For Adjusted EBITDA in the first quarter of 2011, we expect $51.1 million compared to $45.5 million in the first quarter of 2010, an increase of 12%. This increase is primarily attributable to stronger performances across the majority of the company’s product lines and minimal contribution from EPG given the timing of our integration plan. Adjusted EBITDA is defined as earnings before interest, taxes, depreciation and amortization, excluding integration, acquisition and other charges, stock-based compensation provision, restructuring and impairment charges, gain on bargain purchase, divested operations or asset held for sale, loss (gain) on early extinguishment of debt, and loss from discontinued operations, net of taxes. An explanation of the Company’s use of Adjusted EBITDA is detailed below and a reconciliation of net loss to Adjusted EBITDA is provided in the attached table.

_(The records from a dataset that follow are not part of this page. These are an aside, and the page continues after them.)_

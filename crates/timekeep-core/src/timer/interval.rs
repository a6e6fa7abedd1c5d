use chrono::Utc;
use serde::{Deserialize, Serialize};

use super::{drain, Phase, TimerKind};
use crate::events::Event;

#[derive(Debug, Clone, PartialEq, Serialize, Deserialize)]
pub struct Interval {
    pub is_running: bool,
    pub is_paused: bool,
    pub work_ms: u64,
    pub rest_ms: u64,
    pub total_cycles: u32,
    /// 1-based.
    pub current_cycle: u32,
    pub is_work_phase: bool,
    pub remaining_ms: u64,
    pub is_completed: bool,
    pub total_work_ms: u64,
    pub total_rest_ms: u64,
}

impl Default for Interval {
    fn default() -> Self {
        Self::new(20_000, 10_000, 8)
    }
}

impl Interval {
    pub fn new(work_ms: u64, rest_ms: u64, total_cycles: u32) -> Self {
        Self {
            is_running: false,
            is_paused: false,
            work_ms,
            rest_ms,
            total_cycles,
            current_cycle: 1,
            is_work_phase: true,
            remaining_ms: work_ms,
            is_completed: false,
            total_work_ms: 0,
            total_rest_ms: 0,
        }
    }

    pub fn start(&mut self) -> bool {
        if self.is_running || self.work_ms == 0 || self.total_cycles == 0 {
            return false;
        }
        if self.is_completed {
            self.reset();
        }
        self.is_running = true;
        self.is_paused = false;
        true
    }

    pub fn stop(&mut self) -> bool {
        if !self.is_running {
            return false;
        }
        self.is_running = false;
        self.is_paused = true;
        true
    }

    pub fn reset(&mut self) {
        *self = Self::new(self.work_ms, self.rest_ms, self.total_cycles);
    }

    pub fn tick(&mut self, delta_ms: u64, events: &mut Vec<Event>) {
        if !self.is_running {
            return;
        }
        let consumed = delta_ms.min(self.remaining_ms);
        if self.is_work_phase {
            self.total_work_ms += consumed;
        } else {
            self.total_rest_ms += consumed;
        }
        if drain(&mut self.remaining_ms, delta_ms) {
            self.phase_end(events);
        }
    }

    /// End the current phase early, applying the same transition as reaching zero.
    pub fn skip_phase(&mut self, events: &mut Vec<Event>) -> bool {
        if self.is_completed {
            return false;
        }
        self.phase_end(events);
        true
    }

    fn phase_end(&mut self, events: &mut Vec<Event>) {
        if self.is_work_phase && self.rest_ms > 0 {
            self.is_work_phase = false;
            self.remaining_ms = self.rest_ms;
            events.push(self.phase_event(Phase::Rest));
            return;
        }

        if self.current_cycle >= self.total_cycles {
            self.is_completed = true;
            self.is_running = false;
            self.is_paused = false;
            self.remaining_ms = 0;
            let at = Utc::now();
            events.push(Event::TimerCompleted {
                kind: TimerKind::Interval,
                at,
            });
            events.push(Event::SessionEnded {
                kind: TimerKind::Interval,
                duration_ms: self.total_work_ms + self.total_rest_ms,
                completed: true,
                laps: None,
                name: None,
                at,
            });
        } else {
            self.current_cycle += 1;
            self.is_work_phase = true;
            self.remaining_ms = self.work_ms;
            events.push(self.phase_event(Phase::Work));
        }
    }

    fn phase_event(&self, phase: Phase) -> Event {
        Event::PhaseChanged {
            kind: TimerKind::Interval,
            phase,
            cycle: self.current_cycle,
            remaining_ms: self.remaining_ms,
            at: Utc::now(),
        }
    }

    pub fn current_phase_ms(&self) -> u64 {
        if self.is_work_phase {
            self.work_ms
        } else {
            self.rest_ms
        }
    }
}

#[cfg(test)]
mod tests {
    use super::*;

    #[test]
    fn work_end_enters_rest() {
        let mut it = Interval::new(30_000, 10_000, 3);
        let mut events = Vec::new();
        it.start();
        it.tick(30_000, &mut events);
        assert!(!it.is_work_phase);
        assert_eq!(it.remaining_ms, 10_000);
        assert_eq!(it.total_work_ms, 30_000);
        assert!(matches!(
            events.last(),
            Some(Event::PhaseChanged { phase: Phase::Rest, .. })
        ));
    }

    #[test]
    fn final_rest_completes() {
        let mut it = Interval::new(1000, 500, 2);
        let mut events = Vec::new();
        it.start();
        for _ in 0..2 {
            it.tick(1000, &mut events);
            it.tick(500, &mut events);
        }
        assert!(it.is_completed);
        assert!(!it.is_running);
        assert_eq!(it.current_cycle, 2);
        assert_eq!(it.total_work_ms, 2000);
        assert_eq!(it.total_rest_ms, 1000);
    }

    #[test]
    fn zero_rest_goes_straight_to_next_cycle() {
        let mut it = Interval::new(1000, 0, 3);
        let mut events = Vec::new();
        it.start();
        it.tick(1000, &mut events);
        assert!(it.is_work_phase);
        assert_eq!(it.current_cycle, 2);
    }

    #[test]
    fn skip_phase_on_completed_is_noop() {
        let mut it = Interval::new(1000, 0, 1);
        let mut events = Vec::new();
        it.start();
        it.tick(1000, &mut events);
        assert!(it.is_completed);
        assert!(!it.skip_phase(&mut events));
    }
}
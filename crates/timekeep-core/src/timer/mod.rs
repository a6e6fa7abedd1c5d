mod countdown;
mod engine;
mod interval;
mod kind;
mod meditation;
mod pomodoro;
mod presentation;
pub mod snapshot;
mod sports;
mod stopwatch;

pub use countdown::{Bomb, Countdown, Difficulty, EggPreset, EggTimer};
pub use engine::{Command, Timer, TimerConfig, TimerEngine};
pub use interval::Interval;
pub use kind::{Phase, TimerKind};
pub use meditation::{BreathPhase, Meditation};
pub use pomodoro::{Pomodoro, PomodoroRecord, SessionType};
pub use presentation::{Presentation, Segment, SegmentSpec};
pub use snapshot::Snapshot;
pub use sports::{League, Side, Sports};
pub use stopwatch::{Stopwatch, MAX_LAPS};

/// Subtract `delta_ms` from a countdown field.
///
/// Returns `true` only on the call that takes `remaining` from non-zero to
/// zero, so completion side effects fire once.
pub(crate) fn drain(remaining: &mut u64, delta_ms: u64) -> bool {
    if *remaining == 0 {
        return false;
    }
    *remaining = remaining.saturating_sub(delta_ms);
    *remaining == 0
}

pub(crate) fn now_ms() -> u64 {
    std::time::SystemTime::now()
        .duration_since(std::time::UNIX_EPOCH)
        .unwrap_or_default()
        .as_millis() as u64
}

#[cfg(test)]
mod tests {
    use super::drain;

    #[test]
    fn drain_is_edge_triggered() {
        let mut remaining = 30;
        assert!(!drain(&mut remaining, 10));
        assert!(drain(&mut remaining, 50));
        assert_eq!(remaining, 0);
        assert!(!drain(&mut remaining, 10));
    }
}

The results for the first quarter of 2011 are anticipated to include a bargain purchase gain in connection with the EPG assets. The purchase price allocation of acquired assets and liabilities
assumed in the EPG acquisition and the related bargain purchase gain recognized in the Company’s earnings are preliminary. Differences between the preliminary and final purchase price allocations could have a material impact on the Company’s financial statements, including the bargain purchase gain. The Company will finalize the purchase price allocation as soon as practicable within the EPG acquisition’s measurement period, but in no event later than one year after the acquisition date.

Robert G. Burton, Sr., Chairman and Chief Executive Officer stated:
"We delivered a strong quarter, and we are pleased by our performance in which we grew revenue and profit and began the integration of the EPG transaction. I am also encouraged by the continued momentum that we saw in our businesses as industry conditions continue to improve. Our sales initiatives focused on recruiting and cross selling have started to deliver their desired results. I look forward to expanding my remarks when we fully release results next Wednesday.”

In addition to results presented in accordance with accounting principles generally accepted in the U.S. (“GAAP”), included in this release is a certain Non-GAAP financial measure, specifically Adjusted EBITDA. This Non-GAAP financial measure is defined herein, and should be read in conjunction with GAAP financial measures. This Non-GAAP financial measure is not presented as an alternative to cash flows from operations, as a measure of our liquidity or as an alternative to reported net income (loss) as an indicator of our operating performance. The Non-GAAP financial measure as used herein may not be comparable to similarly titled measures reported by competitors.

We believe the use of Adjusted EBITDA along with GAAP financial measures enhances the understanding of our operating results and may be useful to investors in comparing our operating performance with that of our competitors and estimating our enterprise value. Adjusted EBITDA is also a useful tool in evaluating the core operating results of the Company given the significant variation that can result from, for example, the timing of capital expenditures, the amount of intangible assets recorded or the differences in assets’ lives. We also use Adjusted EBITDA internally to evaluate the operating performance of our segments, to allocate resources and capital to such segments, to measure performance for incentive compensation programs, and to evaluate future growth opportunities.